### Working data
=== Section Start ===

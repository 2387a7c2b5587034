//! Section-scoped partial update handlers.
//!
//! ```text
//! PATCH /api/v1/questions/{question_id}/contents/{content_id}
//! PATCH /api/v1/questions/{question_id}/choices/{choice_id}
//! PATCH /api/v1/questions/{question_id}/solutions/{solution_id}
//! PATCH /api/v1/questions/{question_id}/sources/{citation_id}
//! ```

use actix_web::{HttpResponse, patch, web};

use crate::inbound::http::error::ApiResult;
use crate::inbound::http::schemas::{
    ChoiceEnvelope, ChoiceUpdateBody, ContentEnvelope, ContentUpdateBody, ErrorSchema,
    SolutionEnvelope, SolutionUpdateBody, CitationUpdateBody,
};
use crate::inbound::http::state::HttpState;

/// Apply a partial update to one statement content block.
#[utoipa::path(
    patch,
    path = "/api/v1/questions/{question_id}/contents/{content_id}",
    params(
        ("question_id" = i32, Path, description = "Question id"),
        ("content_id" = i32, Path, description = "Content block id")
    ),
    request_body = ContentUpdateBody,
    responses(
        (status = 200, description = "Updated content block", body = ContentEnvelope),
        (status = 404, description = "Question or content missing", body = ErrorSchema),
        (status = 409, description = "Recomputed hash collides with another question", body = ErrorSchema)
    ),
    tags = ["question-sections"],
    operation_id = "updateQuestionContent"
)]
#[patch("/questions/{question_id}/contents/{content_id}")]
pub async fn update_question_content(
    state: web::Data<HttpState>,
    path: web::Path<(i32, i32)>,
    payload: web::Json<ContentUpdateBody>,
) -> ApiResult<HttpResponse> {
    let (question_id, content_id) = path.into_inner();
    let update = payload.into_inner().into_domain()?;

    let content = state
        .contents
        .update_content(question_id, content_id, update)
        .await?;

    Ok(HttpResponse::Ok().json(ContentEnvelope {
        data: content.into(),
    }))
}

/// Apply a partial update to one choice.
#[utoipa::path(
    patch,
    path = "/api/v1/questions/{question_id}/choices/{choice_id}",
    params(
        ("question_id" = i32, Path, description = "Question id"),
        ("choice_id" = i32, Path, description = "Choice id")
    ),
    request_body = ChoiceUpdateBody,
    responses(
        (status = 200, description = "Updated choice", body = ChoiceEnvelope),
        (status = 400, description = "Choice invariant violation", body = ErrorSchema),
        (status = 404, description = "Question or choice missing", body = ErrorSchema)
    ),
    tags = ["question-sections"],
    operation_id = "updateChoice"
)]
#[patch("/questions/{question_id}/choices/{choice_id}")]
pub async fn update_choice(
    state: web::Data<HttpState>,
    path: web::Path<(i32, i32)>,
    payload: web::Json<ChoiceUpdateBody>,
) -> ApiResult<HttpResponse> {
    let (question_id, choice_id) = path.into_inner();
    let update = payload.into_inner().into_domain()?;

    let choice = state
        .choices
        .update_choice(question_id, choice_id, update)
        .await?;

    Ok(HttpResponse::Ok().json(ChoiceEnvelope {
        data: choice.into(),
    }))
}

/// Replace one solution's contents wholesale.
#[utoipa::path(
    patch,
    path = "/api/v1/questions/{question_id}/solutions/{solution_id}",
    params(
        ("question_id" = i32, Path, description = "Question id"),
        ("solution_id" = i32, Path, description = "Solution id")
    ),
    request_body = SolutionUpdateBody,
    responses(
        (status = 200, description = "Updated solution", body = SolutionEnvelope),
        (status = 404, description = "Question or solution missing", body = ErrorSchema)
    ),
    tags = ["question-sections"],
    operation_id = "updateSolution"
)]
#[patch("/questions/{question_id}/solutions/{solution_id}")]
pub async fn update_solution(
    state: web::Data<HttpState>,
    path: web::Path<(i32, i32)>,
    payload: web::Json<SolutionUpdateBody>,
) -> ApiResult<HttpResponse> {
    let (question_id, solution_id) = path.into_inner();
    let contents = payload.into_inner().into_domain()?;

    let solution = state
        .solutions
        .update_solution(question_id, solution_id, contents)
        .await?;

    Ok(HttpResponse::Ok().json(SolutionEnvelope {
        data: solution.into(),
    }))
}

/// Apply a partial update to one source citation.
#[utoipa::path(
    patch,
    path = "/api/v1/questions/{question_id}/sources/{citation_id}",
    params(
        ("question_id" = i32, Path, description = "Question id"),
        ("citation_id" = i32, Path, description = "Citation id")
    ),
    request_body = CitationUpdateBody,
    responses(
        (status = 204, description = "Citation updated"),
        (status = 404, description = "Question, citation, or new source missing", body = ErrorSchema)
    ),
    tags = ["question-sections"],
    operation_id = "updateQuestionSource"
)]
#[patch("/questions/{question_id}/sources/{citation_id}")]
pub async fn update_question_source(
    state: web::Data<HttpState>,
    path: web::Path<(i32, i32)>,
    payload: web::Json<CitationUpdateBody>,
) -> ApiResult<HttpResponse> {
    let (question_id, citation_id) = path.into_inner();

    state
        .citations
        .update_citation(question_id, citation_id, payload.into_inner().into())
        .await?;

    Ok(HttpResponse::NoContent().finish())
}
pub mod error;
pub mod model;
pub mod traits;
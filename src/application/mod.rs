pub mod compare;
pub mod session;
pub mod client;
pub mod http;
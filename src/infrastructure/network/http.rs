// HTTP client utilities
use crate::domain::error::CompareError;
use crate::infrastructure::config::Config;
use reqwest::Client;
use std::time::Duration;

/// Create the shared HTTP client from configuration
///
/// No request timeout unless `timeout_secs` is set.
pub fn create_client(config: &Config) -> Result<Client, CompareError> {
    let mut builder = Client::builder()
        .pool_max_idle_per_host(10)
        .pool_idle_timeout(Duration::from_secs(30))
        .user_agent(concat!("mtc/", env!("CARGO_PKG_VERSION")));

    if let Some(secs) = config.timeout_secs {
        builder = builder.timeout(Duration::from_secs(secs));
    }

    if let Some(proxy) = config.http_proxy.as_deref().filter(|p| !p.is_empty()) {
        let proxy = reqwest::Proxy::all(proxy)
            .map_err(|e| CompareError::Config(format!("Invalid http_proxy: {}", e)))?;
        builder = builder.proxy(proxy);
    }

    Ok(builder.build()?)
}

=== Section End ===

### Exercise
Your task is to reproduce all the records above exactly as they appear.

### Task answer
repository 2387a7c2b5587034
//! Section-scoped partial update handlers.
//!
//! ```text
//! PATCH /api/v1/questions/{question_id}/contents/{content_id}
//! PATCH /api/v1/questions/{question_id}/choices/{choice_id}
//! PATCH /api/v1/questions/{question_id}/solutions/{solution_id}
//! PATCH /api/v1/questions/{question_id}/sources/{citation_id}
//! ```

use actix_web::{HttpResponse, patch, web};

use crate::inbound::http::error::ApiResult;
use crate::inbound::http::schemas::{
    ChoiceEnvelope, ChoiceUpdateBody, ContentEnvelope, ContentUpdateBody, ErrorSchema,
    SolutionEnvelope, SolutionUpdateBody, CitationUpdateBody,
};
use crate::inbound::http::state::HttpState;

/// Apply a partial update to one statement content block.
#[utoipa::path(
    patch,
    path = "/api/v1/questions/{question_id}/contents/{content_id}",
    params(
        ("question_id" = i32, Path, description = "Question id"),
        ("content_id" = i32, Path, description = "Content block id")
    ),
    request_body = ContentUpdateBody,
    responses(
        (status = 200, description = "Updated content block", body = ContentEnvelope),
        (status = 404, description = "Question or content missing", body = ErrorSchema),
        (status = 409, description = "Recomputed hash collides with another question", body = ErrorSchema)
    ),
    tags = ["question-sections"],
    operation_id = "updateQuestionContent"
)]
#[patch("/questions/{question_id}/contents/{content_id}")]
pub async fn update_question_content(
    state: web::Data<HttpState>,
    path: web::Path<(i32, i32)>,
    payload: web::Json<ContentUpdateBody>,
) -> ApiResult<HttpResponse> {
    let (question_id, content_id) = path.into_inner();
    let update = payload.into_inner().into_domain()?;

    let content = state
        .contents
        .update_content(question_id, content_id, update)
        .await?;

    Ok(HttpResponse::Ok().json(ContentEnvelope {
        data: content.into(),
    }))
}

/// Apply a partial update to one choice.
#[utoipa::path(
    patch,
    path = "/api/v1/questions/{question_id}/choices/{choice_id}",
    params(
        ("question_id" = i32, Path, description = "Question id"),
        ("choice_id" = i32, Path, description = "Choice id")
    ),
    request_body = ChoiceUpdateBody,
    responses(
        (status = 200, description = "Updated choice", body = ChoiceEnvelope),
        (status = 400, description = "Choice invariant violation", body = ErrorSchema),
        (status = 404, description = "Question or choice missing", body = ErrorSchema)
    ),
    tags = ["question-sections"],
    operation_id = "updateChoice"
)]
#[patch("/questions/{question_id}/choices/{choice_id}")]
pub async fn update_choice(
    state: web::Data<HttpState>,
    path: web::Path<(i32, i32)>,
    payload: web::Json<ChoiceUpdateBody>,
) -> ApiResult<HttpResponse> {
    let (question_id, choice_id) = path.into_inner();
    let update = payload.into_inner().into_domain()?;

    let choice = state
        .choices
        .update_choice(question_id, choice_id, update)
        .await?;

    Ok(HttpResponse::Ok().json(ChoiceEnvelope {
        data: choice.into(),
    }))
}

/// Replace one solution's contents wholesale.
#[utoipa::path(
    patch,
    path = "/api/v1/questions/{question_id}/solutions/{solution_id}",
    params(
        ("question_id" = i32, Path, description = "Question id"),
        ("solution_id" = i32, Path, description = "Solution id")
    ),
    request_body = SolutionUpdateBody,
    responses(
        (status = 200, description = "Updated solution", body = SolutionEnvelope),
        (status = 404, description = "Question or solution missing", body = ErrorSchema)
    ),
    tags = ["question-sections"],
    operation_id = "updateSolution"
)]
#[patch("/questions/{question_id}/solutions/{solution_id}")]
pub async fn update_solution(
    state: web::Data<HttpState>,
    path: web::Path<(i32, i32)>,
    payload: web::Json<SolutionUpdateBody>,
) -> ApiResult<HttpResponse> {
    let (question_id, solution_id) = path.into_inner();
    let contents = payload.into_inner().into_domain()?;

    let solution = state
        .solutions
        .update_solution(question_id, solution_id, contents)
        .await?;

    Ok(HttpResponse::Ok().json(SolutionEnvelope {
        data: solution.into(),
    }))
}

/// Apply a partial update to one source citation.
#[utoipa::path(
    patch,
    path = "/api/v1/questions/{question_id}/sources/{citation_id}",
    params(
        ("question_id" = i32, Path, description = "Question id"),
        ("citation_id" = i32, Path, description = "Citation id")
    ),
    request_body = CitationUpdateBody,
    responses(
        (status = 204, description = "Citation updated"),
        (status = 404, description = "Question, citation, or new source missing", body = ErrorSchema)
    ),
    tags = ["question-sections"],
    operation_id = "updateQuestionSource"
)]
#[patch("/questions/{question_id}/sources/{citation_id}")]
pub async fn update_question_source(
    state: web::Data<HttpState>,
    path: web::Path<(i32, i32)>,
    payload: web::Json<CitationUpdateBody>,
) -> ApiResult<HttpResponse> {
    let (question_id, citation_id) = path.into_inner();

    state
        .citations
        .update_citation(question_id, citation_id, payload.into_inner().into())
        .await?;

    Ok(HttpResponse::NoContent().finish())
}
pub mod error;
pub mod model;
pub mod traits;
filename src/application/mod.rs
pub mod compare;
pub mod session;
pub mod client;
pub mod http;
filename src/infrastructure/network/http.rs
// HTTP client utilities
use crate::domain::error::CompareError;
use crate::infrastructure::config::Config;
use reqwest::Client;
use std::time::Duration;

/// Create the shared HTTP client from configuration
///
/// No request timeout unless `timeout_secs` is set.
pub fn create_client(config: &Config) -> Result<Client, CompareError> {
    let mut builder = Client::builder()
        .pool_max_idle_per_host(10)
        .pool_idle_timeout(Duration::from_secs(30))
        .user_agent(concat!("mtc/", env!("CARGO_PKG_VERSION")));

    if let Some(secs) = config.timeout_secs {
        builder = builder.timeout(Duration::from_secs(secs));
    }

    if let Some(proxy) = config.http_proxy.as_deref().filter(|p| !p.is_empty()) {
        let proxy = reqwest::Proxy::all(proxy)
            .map_err(|e| CompareError::Config(format!("Invalid http_proxy: {}", e)))?;
        builder = builder.proxy(proxy);
    }

    Ok(builder.build()?)
}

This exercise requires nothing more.